THE TASK — Search the records below for the string "newspaperArticle" and copy each line where it turns up.

[Data excerpts]
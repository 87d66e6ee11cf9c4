use std::path::PathBuf;

use crate::{PoolAddress, TenantConfig, TenantRegistry};

/// Minimal tenant whose pool address is 32 copies of `seed`
pub fn tenant(name: &str, seed: u8) -> TenantConfig {
    TenantConfig::new(name, name, PoolAddress::new([seed; 32]))
}

pub fn tenant_with_hostname(name: &str, seed: u8, hostname: &str) -> TenantConfig {
    let mut tenant = tenant(name, seed);
    tenant.hostname_override = Some(hostname.to_string());
    tenant
}

/// Location of the registry data file shipped with this crate
pub fn bundled_data_path() -> PathBuf {
    PathBuf::from(env!("CARGO_MANIFEST_DIR"))
        .join("data")
        .join("stake_pools.json")
}

pub fn assert_resolves_to(registry: &TenantRegistry, identifier: &str, expected_name: &str) {
    let found = registry.resolve(identifier);
    assert!(
        found.is_some(),
        "Should resolve '{identifier}' to '{expected_name}'"
    );
    let name = found.map(|t| t.name.as_str()).unwrap_or_default();
    assert_eq!(
        name, expected_name,
        "Should resolve '{identifier}' to '{expected_name}'. Actual tenant: {name}"
    );
}
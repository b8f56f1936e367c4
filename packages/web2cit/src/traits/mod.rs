//! Collaborator traits for the translation engine.
//!
//! These traits define the I/O boundaries the engine depends on. The crate
//! ships `reqwest`-backed implementations in [`crate::clients`] and call-counting
//! mocks in [`crate::testing`].

pub mod citoid;
pub mod fetcher;
pub mod revisions;
//! Integration tests for end-to-end translation.
//!
//! These tests verify the full workflow:
//! 1. Load a domain's stored configuration
//! 2. Dispatch a webpage to candidate templates
//! 3. Evaluate templates against shared response caches
//! 4. Assemble citations

use std::sync::Arc;
use std::time::Duration;

use web2cit::{
    testing::{MockCitoid, MockFetcher, MockRevisionStore},
    DomainConfigLoader, FallbackTemplate, FieldName, Services, SimpleCitation,
    TranslateOptions, TranslatorConfig, Webpage,
};

const ARTICLE_URL: &str = "https://news.example.com/2022/01/sample-article";

const ARTICLE_HTML: &str = r#"<html>
<head>
  <title>Sample article | Example News</title>
  <meta property="og:title" content="Sample article">
  <meta name="author" content="Smith, John">
</head>
<body>
  <article>
    <h1>Sample article</h1>
    <span class="byline"><span class="first">John</span> <span class="last">Smith</span></span>
    <span class="byline"><span class="first">Jane</span> <span class="last">Doe</span></span>
    <time>January 27, 2022</time>
  </article>
</body>
</html>"#;

const PATTERNS: &str = r#"[
  {"pattern": "/*/*/*", "label": "Articles"},
  {"pattern": "/tag/**", "label": "Tags"}
]"#;

const TEMPLATES: &str = r#"<syntaxhighlight lang="json">[
  {
    "path": "/2021/12/other-article",
    "label": "Legacy layout",
    "fields": [
      {"fieldname": "title", "required": true, "procedures": [
        {"selections": [{"type": "xpath", "config": "//h2[@class='headline']"}], "transformations": []}
      ]}
    ]
  },
  {
    "path": "/2022/01/sample-article",
    "label": "Current layout",
    "fields": [
      {"fieldname": "itemType", "required": true, "procedures": [
        {"selections": [{"type": "citoid", "config": "itemType"}], "transformations": []}
      ]},
      {"fieldname": "title", "required": true, "procedures": [
        {"selections": [{"type": "xpath", "config": "//meta[@property='og:title']/@content"}], "transformations": []}
      ]},
      {"fieldname": "authorFirst", "required": false, "procedures": [
        {"selections": [{"type": "xpath", "config": "//span[@class='first']"}], "transformations": []}
      ]},
      {"fieldname": "authorLast", "required": false, "procedures": [
        {"selections": [{"type": "xpath", "config": "//span[@class='last']"}], "transformations": []}
      ]},
      {"fieldname": "date", "required": false, "procedures": [
        {"selections": [{"type": "xpath", "config": "//time"}], "transformations": [{"type": "date", "config": "en"}]}
      ]},
      {"fieldname": "publishedIn", "required": false, "procedures": [
        {"selections": [{"type": "xpath", "config": "//title"}], "transformations": [
          {"type": "split", "config": " | "},
          {"type": "range", "config": "1"}
        ]}
      ]}
    ]
  },
  {"path": "no-leading-slash", "fields": []}
]</syntaxhighlight>"#;

fn init_tracing() {
    let _ = tracing_subscriber::fmt()
        .with_env_filter("web2cit=debug")
        .with_test_writer()
        .try_init();
}

struct Fixture {
    services: Services,
    fetcher: Arc<MockFetcher>,
    citoid: Arc<MockCitoid>,
    loader: DomainConfigLoader,
}

fn fixture() -> Fixture {
    init_tracing();

    let fetcher = Arc::new(
        MockFetcher::new()
            .with_page(ARTICLE_URL, ARTICLE_HTML)
            .with_delay(Duration::from_millis(20)),
    );
    let citoid = Arc::new(
        MockCitoid::new().with_citation(
            ARTICLE_URL,
            SimpleCitation::new()
                .with_value("itemType", "newspaperArticle")
                .with_value("title", "Sample article (Citoid)")
                .with_value("date", "2022-01-27"),
        ),
    );

    let store = MockRevisionStore::new()
        .with_revision("Web2Cit/data/com/example/news/patterns.json", PATTERNS)
        .with_revision("Web2Cit/data/com/example/news/templates.json", TEMPLATES)
        .with_revision(
            "Web2Cit/data/com/example/news/tests.json",
            r#"[{"path": "/2022/01/sample-article", "fields": [{"fieldname": "title", "goal": ["Sample article"]}]}]"#,
        );

    Fixture {
        services: Services::new(fetcher.clone(), citoid.clone()),
        fetcher,
        citoid,
        loader: DomainConfigLoader::new(Arc::new(store), &TranslatorConfig::default()),
    }
}

#[tokio::test]
async fn test_translate_with_stored_templates() {
    let fx = fixture();
    let target = Webpage::new(ARTICLE_URL, &fx.services).unwrap();
    let domain = fx
        .loader
        .load(target.domain(), Some(FallbackTemplate::citoid_default(target.domain())))
        .await
        .unwrap();

    assert_eq!(domain.templates().count(), 2);
    assert_eq!(domain.tests().count(), 1);

    let outputs = domain
        .translate(&target, &TranslateOptions::default())
        .await
        .unwrap();
    assert_eq!(outputs.len(), 1);
    assert_eq!(outputs[0].label.as_deref(), Some("Current layout"));

    let citation = outputs[0].citation.as_ref().unwrap();
    assert_eq!(citation.item_type.as_deref(), Some("newspaperArticle"));
    assert_eq!(citation.title.as_deref(), Some("Sample article"));
    assert_eq!(citation.date.as_deref(), Some("2022-01-27"));
    assert_eq!(citation.published_in.as_deref(), Some("Example News"));
    assert_eq!(citation.authors.len(), 2);
    assert_eq!(citation.authors[1].first, "Jane");
    assert_eq!(citation.authors[1].last, "Doe");

    // Both templates read the page; it was fetched once.
    assert_eq!(fx.fetcher.call_count(ARTICLE_URL), 1);
    assert_eq!(fx.citoid.call_count(ARTICLE_URL), 1);
}

#[tokio::test]
async fn test_try_all_shares_one_fetch() {
    let fx = fixture();
    let target = Webpage::new(ARTICLE_URL, &fx.services).unwrap();
    let domain = fx
        .loader
        .load(target.domain(), Some(FallbackTemplate::citoid_default(target.domain())))
        .await
        .unwrap();

    let outputs = domain
        .translate(
            &target,
            &TranslateOptions::new()
                .with_try_all(true)
                .with_only_applicable(false),
        )
        .await
        .unwrap();

    let applicability: Vec<_> = outputs.iter().map(|o| o.applicable).collect();
    assert_eq!(applicability, vec![false, true, true]);
    assert_eq!(outputs[2].path, None);
    assert_eq!(
        outputs[2].citation.as_ref().unwrap().title.as_deref(),
        Some("Sample article (Citoid)")
    );

    assert_eq!(fx.fetcher.call_count(ARTICLE_URL), 1);
    assert_eq!(fx.citoid.call_count(ARTICLE_URL), 1);
}

#[tokio::test]
async fn test_field_outputs_are_introspectable() {
    let fx = fixture();
    let target = Webpage::new(ARTICLE_URL, &fx.services).unwrap();
    let domain = fx.loader.load(target.domain(), None).await.unwrap();

    let outputs = domain
        .translate(
            &target,
            &TranslateOptions::new().with_templates(["/2022/01/sample-article"]),
        )
        .await
        .unwrap();

    let published_in = outputs[0].field(FieldName::PublishedIn).unwrap();
    let procedure = &published_in.procedures[0];
    assert_eq!(procedure.selection_output, vec!["Sample article | Example News"]);
    assert_eq!(
        procedure.transformations,
        vec![
            vec!["Sample article".to_string(), "Example News".to_string()],
            vec!["Example News".to_string()],
        ]
    );
}

#[tokio::test]
async fn test_unknown_domain_uses_fallback_only() {
    let fx = fixture();
    let url = "https://other.example.org/page";
    fx.fetcher.add_page(url, "<html><body></body></html>");
    fx.citoid.add_citation(
        url,
        SimpleCitation::new()
            .with_value("itemType", "webpage")
            .with_value("title", "Other page"),
    );

    let target = Webpage::new(url, &fx.services).unwrap();
    let domain = fx
        .loader
        .load(target.domain(), Some(FallbackTemplate::citoid_default(target.domain())))
        .await
        .unwrap();
    assert_eq!(domain.templates().count(), 0);

    let outputs = domain
        .translate(&target, &TranslateOptions::default())
        .await
        .unwrap();
    assert_eq!(outputs.len(), 1);
    assert_eq!(
        outputs[0].citation.as_ref().unwrap().title.as_deref(),
        Some("Other page")
    );
    assert_eq!(fx.fetcher.call_count(url), 0);
}

#[tokio::test]
async fn test_fetch_failure_propagates() {
    let fx = fixture();
    let target = Webpage::new("https://news.example.com/2022/01/missing", &fx.services).unwrap();
    let domain = fx.loader.load(target.domain(), None).await.unwrap();

    let result = domain.translate(&target, &TranslateOptions::default()).await;
    assert!(matches!(result, Err(web2cit::TranslationError::Fetch(_))));
}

RESPONSE AREA —
                .with_value("itemType", "newspaperArticle")
    assert_eq!(citation.item_type.as_deref(), Some("newspaperArticle"));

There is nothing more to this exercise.